Menurut Bupati OKU Timur saat dibincangi wartawan seusai rapat mengatakan, dua formula khusus tersebut adalah mendirikan dua Perusahaan Daerah (PD). Serta yang harus diantisipasi atau berpotensi mengakibatkan inflasi tinggi diantaranya beras, daging, sayur mayur, bawang merah putih. Oleh karena itu langkah yang diambil dinilai sangat tepat dengan mendirikan Perusahaan Daerah yang berkaitan dengan penyebab terjadinya inflasi tersebut.

“Kita akan mendirikan Perusahaan Daerah Pasar dan Perusahaan Daerah Pergudangan atau logistik. Pendirian Perusahaan Daerah ini berdasarkan rekomendasi dari hasil penelitian yang dilakukan Institut Gajah Mada (IGM) di OKU Timur. Karena untuk mengendalikan inflasi kita harus berani melakukan terobosan. Kedua perusahaan daerah yang didirikan tersebut akan dikelola secara modern dan harus untung. Apalagi potensi pasar memang ada. Saya minta PD yang dibentuk untuk berbisnis, menjaga ketersediaan stok serta menjaga kestabilan harga,” katanya.

Untuk PD Pasar lanjut Kholid, harus mencari keuntungan namun tetap menjaga kestabilan harga pasar. Sebagai contoh selama ini pasokan telur di OKU Timur dikuasai oleh oknum pengusaha sehingga jika ketersediaan stok menipis pasti akan menaikkan harga. Maka dengan hadirnya PD Pasar bisa menyetok telur atau kebutuhan lain di PD Pergudangan, saat harga naik tentu bisa langsung distabilkan dengan ketersediaan pasokan yang ada.

“Disamping itu di pergudangan yang kita buatkan perusahaan daerah, juga mampu menyerap beras petani saat musim panen. Selama ini saat panen beras petani selalu dibawa keluar OKU Timur dengan harga murah. Akibatnya saat harga naik atau massa paceklik petani tidak menikmati kenaikan harga.

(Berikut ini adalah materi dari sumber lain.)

//! HTTP client abstraction for testability

use std::future::Future;
use std::time::Duration;

use tracing::{debug, trace, warn};

use super::types::ProviderError;

/// Async HTTP client operations used by the fetch workers.
///
/// This abstraction allows for dependency injection and easier testing
/// by enabling mock HTTP clients in tests.
pub trait AsyncHttpClient: Send + Sync {
    /// Performs an HTTP GET request with extra request headers.
    ///
    /// Any non-2xx status is returned as [`ProviderError::Status`] so callers
    /// can classify it.
    fn get_with_headers(
        &self,
        url: &str,
        headers: &[(String, String)],
    ) -> impl Future<Output = Result<Vec<u8>, ProviderError>> + Send;
}

/// Non-blocking HTTP client backed by reqwest.
#[derive(Clone)]
pub struct AsyncReqwestClient {
    client: reqwest::Client,
}

impl AsyncReqwestClient {
    /// Creates a client with the given per-request timeout and default User-Agent.
    ///
    /// Keeps a warm connection pool so concurrent workers hitting the same
    /// host reuse connections.
    pub fn new(timeout: Duration, user_agent: &str) -> Result<Self, ProviderError> {
        let client = reqwest::Client::builder()
            .timeout(timeout)
            .user_agent(user_agent)
            .pool_max_idle_per_host(32)
            .pool_idle_timeout(Duration::from_secs(90))
            .tcp_keepalive(Duration::from_secs(30))
            .tcp_nodelay(true)
            .build()
            .map_err(|e| ProviderError::Client(format!("failed to build HTTP client: {}", e)))?;

        Ok(Self { client })
    }
}

impl AsyncHttpClient for AsyncReqwestClient {
    async fn get_with_headers(
        &self,
        url: &str,
        headers: &[(String, String)],
    ) -> Result<Vec<u8>, ProviderError> {
        trace!(url = url, "HTTP GET request starting");

        let mut request = self.client.get(url);
        for (name, value) in headers {
            request = request.header(name.as_str(), value.as_str());
        }

        let response = match request.send().await {
            Ok(resp) => resp,
            Err(e) => {
                warn!(
                    url = url,
                    error = %e,
                    is_connect = e.is_connect(),
                    is_timeout = e.is_timeout(),
                    "HTTP request failed"
                );
                return Err(classify_send_error(url, &e));
            }
        };

        let status = response.status();
        debug!(url = url, status = status.as_u16(), "HTTP response received");

        if !status.is_success() {
            return Err(ProviderError::Status {
                status: status.as_u16(),
                url: url.to_string(),
            });
        }

        match response.bytes().await {
            Ok(body) => Ok(body.to_vec()),
            Err(e) if e.is_timeout() => Err(ProviderError::Timeout {
                url: url.to_string(),
            }),
            Err(e) => Err(ProviderError::Body {
                url: url.to_string(),
                reason: e.to_string(),
            }),
        }
    }
}

fn classify_send_error(url: &str, e: &reqwest::Error) -> ProviderError {
    if e.is_timeout() {
        ProviderError::Timeout {
            url: url.to_string(),
        }
    } else if e.is_builder() {
        ProviderError::Client(e.to_string())
    } else {
        ProviderError::Connection {
            url: url.to_string(),
            reason: e.to_string(),
        }
    }
}

#[cfg(test)]
pub mod tests {
    use super::*;
    use std::collections::HashMap;
    use std::sync::atomic::{AtomicUsize, Ordering};

    use parking_lot::Mutex;

    /// Minimal body that passes image format sniffing.
    pub const PNG_TILE: &[u8] = &[
        0x89, b'P', b'N', b'G', b'\r', b'\n', 0x1a, b'\n', 0, 0, 0, 0x0d, b'I', b'H', b'D', b'R',
    ];

    type Responder = dyn Fn(&str, usize) -> Result<Vec<u8>, ProviderError> + Send + Sync;

    /// Mock HTTP client driven by a closure.
    ///
    /// The closure receives the URL and how many times that URL was requested
    /// before (0 for the first request).
    pub struct MockHttpClient {
        responder: Box<Responder>,
        per_url: Mutex<HashMap<String, usize>>,
        total: AtomicUsize,
        requests: Mutex<Vec<(String, Vec<(String, String)>)>>,
    }

    impl MockHttpClient {
        pub fn new<F>(responder: F) -> Self
        where
            F: Fn(&str, usize) -> Result<Vec<u8>, ProviderError> + Send + Sync + 'static,
        {
            Self {
                responder: Box::new(responder),
                per_url: Mutex::new(HashMap::new()),
                total: AtomicUsize::new(0),
                requests: Mutex::new(Vec::new()),
            }
        }

        /// Every request succeeds with a PNG body.
        pub fn always_ok() -> Self {
            Self::new(|_, _| Ok(PNG_TILE.to_vec()))
        }

        /// Every request fails with the given status.
        pub fn always_status(status: u16) -> Self {
            Self::new(move |url, _| {
                Err(ProviderError::Status {
                    status,
                    url: url.to_string(),
                })
            })
        }

        pub fn total_calls(&self) -> usize {
            self.total.load(Ordering::SeqCst)
        }

        pub fn calls_for(&self, url: &str) -> usize {
            self.per_url.lock().get(url).copied().unwrap_or(0)
        }

        /// Number of requests whose URL starts with `prefix`.
        pub fn calls_with_prefix(&self, prefix: &str) -> usize {
            self.requests
                .lock()
                .iter()
                .filter(|(url, _)| url.starts_with(prefix))
                .count()
        }

        pub fn requests(&self) -> Vec<(String, Vec<(String, String)>)> {
            self.requests.lock().clone()
        }

        /// GET without extra headers.
        pub async fn get(&self, url: &str) -> Result<Vec<u8>, ProviderError> {
            self.get_with_headers(url, &[]).await
        }
    }

    impl AsyncHttpClient for MockHttpClient {
        async fn get_with_headers(
            &self,
            url: &str,
            headers: &[(String, String)],
        ) -> Result<Vec<u8>, ProviderError> {
            self.total.fetch_add(1, Ordering::SeqCst);
            self.requests
                .lock()
                .push((url.to_string(), headers.to_vec()));
            let seen = {
                let mut per_url = self.per_url.lock();
                let count = per_url.entry(url.to_string()).or_insert(0);
                let seen = *count;
                *count += 1;
                seen
            };
            (self.responder)(url, seen)
        }
    }

    #[tokio::test]
    async fn test_mock_client_success() {
        let mock = MockHttpClient::always_ok();

        let result = mock.get("http://example.com/1/2/3.png").await;
        assert_eq!(result.unwrap(), PNG_TILE.to_vec());
        assert_eq!(mock.total_calls(), 1);
    }

    #[tokio::test]
    async fn test_mock_client_counts_per_url() {
        let mock = MockHttpClient::new(|url, seen| {
            if seen < 2 {
                Err(ProviderError::Status {
                    status: 503,
                    url: url.to_string(),
                })
            } else {
                Ok(PNG_TILE.to_vec())
            }
        });

        assert!(mock.get("http://a.test/0/0/0").await.is_err());
        assert!(mock.get("http://a.test/0/0/0").await.is_err());
        assert!(mock.get("http://a.test/0/0/0").await.is_ok());
        assert_eq!(mock.calls_for("http://a.test/0/0/0"), 3);
        assert_eq!(mock.calls_with_prefix("http://a.test"), 3);
    }

    #[tokio::test]
    async fn test_mock_client_records_headers() {
        let mock = MockHttpClient::always_ok();
        let headers = vec![("User-Agent".to_string(), "tilehoard-test".to_string())];
        mock.get_with_headers("http://a.test/1/1/1", &headers)
            .await
            .unwrap();

        let requests = mock.requests();
        assert_eq!(requests[0].1, headers);
    }

    #[test]
    fn test_reqwest_client_builds() {
        assert!(AsyncReqwestClient::new(Duration::from_secs(5), "tilehoard-test").is_ok());
    }
}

Kehadiran perusahaan daerah pergudangan bukan untuk bersaing dengan Bulog, tapi bersama-sama menjaga kestabilan harga,” ucapnya.

Ketika ditanya kedua perusahaan Daerah yang didirikan tersebut akan dikelola oleh pemerintah atau tidak, secara tegas Kholid mengatakan bahwa PD Pasar dan PD Pergudangan akan dikelola secara profesional diluar pemerintahan. “Pastinya (dikelola) profesional, untuk siapa yang akan mengelola akan dilakut fit and proper test,” pungkasnya.